** Task item **
Print the full listing below exactly, keeping every character as it stands.

** Records to process **
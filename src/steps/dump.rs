//! Dump step: regenerate code dumps via the dump tool's batch run mode.
//!
//! The tool's `run` subcommand previews by default; `-nd` forces a real run,
//! so it is appended only when the workflow itself is applying changes.

use std::time::Instant;

use crate::error::Result;
use crate::shell::{tool_exists, CommandSpec};
use crate::steps::{banner, run_tool, skip_missing_tool, step_result_from, StepContext, StepResult};

pub const NAME: &str = "dump";
const DEFAULT_TIMEOUT: u64 = 600;

pub fn run(ctx: &StepContext) -> Result<StepResult> {
    banner("DUMP: generate code dumps (via dump tool)");

    let config = ctx.config;
    let Some((program, base_args)) = config.dump_cmd.split_first() else {
        return Ok(StepResult::skipped(NAME, "no dump command configured"));
    };
    if !tool_exists(program) {
        return Ok(skip_missing_tool(NAME, program));
    }

    let mut args: Vec<String> = base_args.to_vec();
    if !config.dry_run {
        args.push("-nd".to_string());
    }
    if config.assume_yes {
        args.push("-y".to_string());
    }

    let spec = CommandSpec::new(program.clone(), args, &config.project_root)
        .timeout_secs(ctx.timeout(NAME, DEFAULT_TIMEOUT));

    let started = Instant::now();
    let outcome = run_tool("Batch generate code dumps", &spec)?;
    Ok(step_result_from(NAME, started, outcome))
}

** Reply **
filename src/steps/dump.rs
//! Dump step: regenerate code dumps via the dump tool's batch run mode.
//!
//! The tool's `run` subcommand previews by default; `-nd` forces a real run,
//! so it is appended only when the workflow itself is applying changes.

use std::time::Instant;

use crate::error::Result;
use crate::shell::{tool_exists, CommandSpec};
use crate::steps::{banner, run_tool, skip_missing_tool, step_result_from, StepContext, StepResult};

pub const NAME: &str = "dump";
const DEFAULT_TIMEOUT: u64 = 600;

pub fn run(ctx: &StepContext) -> Result<StepResult> {
    banner("DUMP: generate code dumps (via dump tool)");

    let config = ctx.config;
    let Some((program, base_args)) = config.dump_cmd.split_first() else {
        return Ok(StepResult::skipped(NAME, "no dump command configured"));
    };
    if !tool_exists(program) {
        return Ok(skip_missing_tool(NAME, program));
    }

    let mut args: Vec<String> = base_args.to_vec();
    if !config.dry_run {
        args.push("-nd".to_string());
    }
    if config.assume_yes {
        args.push("-y".to_string());
    }

    let spec = CommandSpec::new(program.clone(), args, &config.project_root)
        .timeout_secs(ctx.timeout(NAME, DEFAULT_TIMEOUT));

    let started = Instant::now();
    let outcome = run_tool("Batch generate code dumps", &spec)?;
    Ok(step_result_from(NAME, started, outcome))
}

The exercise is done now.